Segment Open

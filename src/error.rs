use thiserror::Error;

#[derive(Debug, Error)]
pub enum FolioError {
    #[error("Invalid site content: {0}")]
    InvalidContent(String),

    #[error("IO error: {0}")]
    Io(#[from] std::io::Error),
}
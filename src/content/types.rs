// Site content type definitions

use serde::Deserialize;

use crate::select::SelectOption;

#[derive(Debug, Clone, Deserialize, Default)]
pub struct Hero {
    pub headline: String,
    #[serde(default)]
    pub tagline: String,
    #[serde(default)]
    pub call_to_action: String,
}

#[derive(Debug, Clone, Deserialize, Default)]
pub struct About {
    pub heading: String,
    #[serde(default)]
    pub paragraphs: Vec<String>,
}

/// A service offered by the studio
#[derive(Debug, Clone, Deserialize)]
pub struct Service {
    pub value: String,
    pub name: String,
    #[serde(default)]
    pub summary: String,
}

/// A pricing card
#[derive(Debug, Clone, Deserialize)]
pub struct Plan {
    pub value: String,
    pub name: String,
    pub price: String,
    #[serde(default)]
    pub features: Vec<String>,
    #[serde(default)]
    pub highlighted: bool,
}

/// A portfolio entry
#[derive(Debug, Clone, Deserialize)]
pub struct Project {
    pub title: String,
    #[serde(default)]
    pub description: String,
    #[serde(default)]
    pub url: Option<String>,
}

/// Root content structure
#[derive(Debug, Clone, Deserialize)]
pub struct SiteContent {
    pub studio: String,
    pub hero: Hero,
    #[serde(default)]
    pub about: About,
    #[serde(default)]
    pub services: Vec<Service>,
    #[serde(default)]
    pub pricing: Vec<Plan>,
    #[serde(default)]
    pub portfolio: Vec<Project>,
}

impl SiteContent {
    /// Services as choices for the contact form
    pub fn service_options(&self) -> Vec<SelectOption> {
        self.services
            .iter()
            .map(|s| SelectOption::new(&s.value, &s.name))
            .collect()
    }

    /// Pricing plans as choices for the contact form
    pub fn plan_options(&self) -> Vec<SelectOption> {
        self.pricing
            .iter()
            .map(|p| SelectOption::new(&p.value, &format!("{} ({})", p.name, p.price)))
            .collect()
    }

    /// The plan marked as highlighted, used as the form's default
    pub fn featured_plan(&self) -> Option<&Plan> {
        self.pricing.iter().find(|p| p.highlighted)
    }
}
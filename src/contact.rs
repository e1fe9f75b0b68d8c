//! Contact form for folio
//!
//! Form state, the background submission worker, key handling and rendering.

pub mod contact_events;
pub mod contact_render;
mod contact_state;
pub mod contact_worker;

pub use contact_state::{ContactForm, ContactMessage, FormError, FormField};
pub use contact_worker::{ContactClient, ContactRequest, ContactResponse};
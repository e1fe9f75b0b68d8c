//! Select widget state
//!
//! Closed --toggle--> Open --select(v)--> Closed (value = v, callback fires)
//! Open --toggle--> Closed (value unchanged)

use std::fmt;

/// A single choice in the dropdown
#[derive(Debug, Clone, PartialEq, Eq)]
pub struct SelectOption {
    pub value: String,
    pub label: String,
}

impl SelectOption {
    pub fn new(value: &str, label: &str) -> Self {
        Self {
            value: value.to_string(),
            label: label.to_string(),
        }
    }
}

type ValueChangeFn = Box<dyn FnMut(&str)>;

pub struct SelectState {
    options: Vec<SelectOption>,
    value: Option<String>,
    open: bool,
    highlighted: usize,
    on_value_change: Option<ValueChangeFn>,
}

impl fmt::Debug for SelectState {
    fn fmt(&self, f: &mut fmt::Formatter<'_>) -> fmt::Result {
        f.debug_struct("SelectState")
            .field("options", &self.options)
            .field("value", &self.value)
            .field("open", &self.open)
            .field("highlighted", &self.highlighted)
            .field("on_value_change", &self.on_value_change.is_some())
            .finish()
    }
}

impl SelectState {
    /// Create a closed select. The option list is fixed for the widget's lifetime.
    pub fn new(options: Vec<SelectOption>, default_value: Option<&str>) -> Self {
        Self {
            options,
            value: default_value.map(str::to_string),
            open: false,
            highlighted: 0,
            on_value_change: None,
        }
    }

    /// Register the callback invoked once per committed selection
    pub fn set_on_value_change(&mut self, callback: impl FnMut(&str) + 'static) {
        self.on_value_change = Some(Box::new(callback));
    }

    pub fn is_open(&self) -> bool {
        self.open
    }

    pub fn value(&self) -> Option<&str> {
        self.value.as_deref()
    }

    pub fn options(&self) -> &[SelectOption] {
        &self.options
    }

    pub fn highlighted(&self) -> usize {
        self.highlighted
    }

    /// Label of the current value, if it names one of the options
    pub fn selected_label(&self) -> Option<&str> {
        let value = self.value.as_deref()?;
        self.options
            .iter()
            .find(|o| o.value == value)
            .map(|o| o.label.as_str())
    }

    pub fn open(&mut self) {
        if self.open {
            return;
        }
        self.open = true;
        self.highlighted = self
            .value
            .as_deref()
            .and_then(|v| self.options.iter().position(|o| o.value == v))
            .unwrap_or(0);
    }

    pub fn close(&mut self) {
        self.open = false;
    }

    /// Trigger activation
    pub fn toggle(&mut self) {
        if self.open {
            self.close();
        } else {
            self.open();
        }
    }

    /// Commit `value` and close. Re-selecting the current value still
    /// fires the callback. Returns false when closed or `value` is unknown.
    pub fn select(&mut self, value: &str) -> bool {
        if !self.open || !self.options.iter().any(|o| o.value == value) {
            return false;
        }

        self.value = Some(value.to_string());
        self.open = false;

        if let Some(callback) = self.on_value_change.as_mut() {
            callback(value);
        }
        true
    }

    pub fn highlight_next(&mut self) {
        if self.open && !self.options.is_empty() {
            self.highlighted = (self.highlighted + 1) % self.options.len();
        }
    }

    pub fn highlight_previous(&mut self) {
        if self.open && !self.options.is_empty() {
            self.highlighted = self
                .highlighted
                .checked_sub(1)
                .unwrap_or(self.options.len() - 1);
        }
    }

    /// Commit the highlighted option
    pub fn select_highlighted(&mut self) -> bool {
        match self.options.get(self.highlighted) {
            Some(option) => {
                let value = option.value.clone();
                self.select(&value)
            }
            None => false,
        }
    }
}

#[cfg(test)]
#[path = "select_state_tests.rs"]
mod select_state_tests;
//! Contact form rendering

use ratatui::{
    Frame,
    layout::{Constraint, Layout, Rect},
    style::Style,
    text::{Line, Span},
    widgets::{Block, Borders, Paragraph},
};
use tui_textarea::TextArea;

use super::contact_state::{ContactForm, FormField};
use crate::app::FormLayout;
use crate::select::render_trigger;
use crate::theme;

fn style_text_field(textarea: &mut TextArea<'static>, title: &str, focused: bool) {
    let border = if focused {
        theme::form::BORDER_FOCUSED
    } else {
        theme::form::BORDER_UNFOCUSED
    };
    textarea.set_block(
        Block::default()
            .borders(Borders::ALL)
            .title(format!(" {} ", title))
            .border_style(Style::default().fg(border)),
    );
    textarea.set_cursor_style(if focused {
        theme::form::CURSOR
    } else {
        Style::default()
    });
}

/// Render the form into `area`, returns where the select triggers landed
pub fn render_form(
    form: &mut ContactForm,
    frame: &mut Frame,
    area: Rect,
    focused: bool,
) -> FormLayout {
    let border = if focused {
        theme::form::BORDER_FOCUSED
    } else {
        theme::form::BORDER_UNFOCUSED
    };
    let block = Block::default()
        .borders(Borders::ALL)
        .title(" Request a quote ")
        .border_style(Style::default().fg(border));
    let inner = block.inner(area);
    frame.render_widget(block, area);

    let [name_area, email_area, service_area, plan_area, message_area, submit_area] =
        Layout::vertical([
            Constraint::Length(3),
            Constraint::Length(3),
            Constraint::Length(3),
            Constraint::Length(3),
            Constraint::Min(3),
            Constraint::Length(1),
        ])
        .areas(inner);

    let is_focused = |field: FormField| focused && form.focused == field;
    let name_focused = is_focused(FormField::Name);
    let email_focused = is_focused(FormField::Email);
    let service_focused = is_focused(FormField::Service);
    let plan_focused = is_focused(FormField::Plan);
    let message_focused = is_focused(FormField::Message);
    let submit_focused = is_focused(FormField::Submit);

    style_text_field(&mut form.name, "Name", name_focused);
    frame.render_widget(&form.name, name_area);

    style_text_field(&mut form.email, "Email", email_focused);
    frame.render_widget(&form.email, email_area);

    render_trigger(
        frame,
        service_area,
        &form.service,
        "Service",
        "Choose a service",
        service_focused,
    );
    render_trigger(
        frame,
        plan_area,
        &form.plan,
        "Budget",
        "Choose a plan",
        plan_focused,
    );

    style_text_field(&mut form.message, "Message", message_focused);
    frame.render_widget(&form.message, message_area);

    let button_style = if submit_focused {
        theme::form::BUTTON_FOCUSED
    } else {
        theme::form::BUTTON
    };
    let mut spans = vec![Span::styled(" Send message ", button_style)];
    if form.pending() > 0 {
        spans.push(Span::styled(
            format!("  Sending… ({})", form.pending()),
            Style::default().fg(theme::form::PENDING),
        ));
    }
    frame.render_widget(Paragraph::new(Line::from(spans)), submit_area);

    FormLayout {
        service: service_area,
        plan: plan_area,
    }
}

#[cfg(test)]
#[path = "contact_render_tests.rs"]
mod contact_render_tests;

Segment Closed

**WORK TO BE COMPLETED:** Reproduce the entries above exactly, but only the lines between the line holding "handling and rendering." and the line holding "pub struct SelectOption", inclusive.

**ANSWER TO THIS TASK:**
//! Form state, the background submission worker, key handling and rendering.

pub mod contact_events;
pub mod contact_render;
mod contact_state;
pub mod contact_worker;

pub use contact_state::{ContactForm, ContactMessage, FormError, FormField};
pub use contact_worker::{ContactClient, ContactRequest, ContactResponse};
repository e1fe9f75b0b68d8c
//! Select widget state
//!
//! Closed --toggle--> Open --select(v)--> Closed (value = v, callback fires)
//! Open --toggle--> Closed (value unchanged)

use std::fmt;

/// A single choice in the dropdown
#[derive(Debug, Clone, PartialEq, Eq)]
pub struct SelectOption {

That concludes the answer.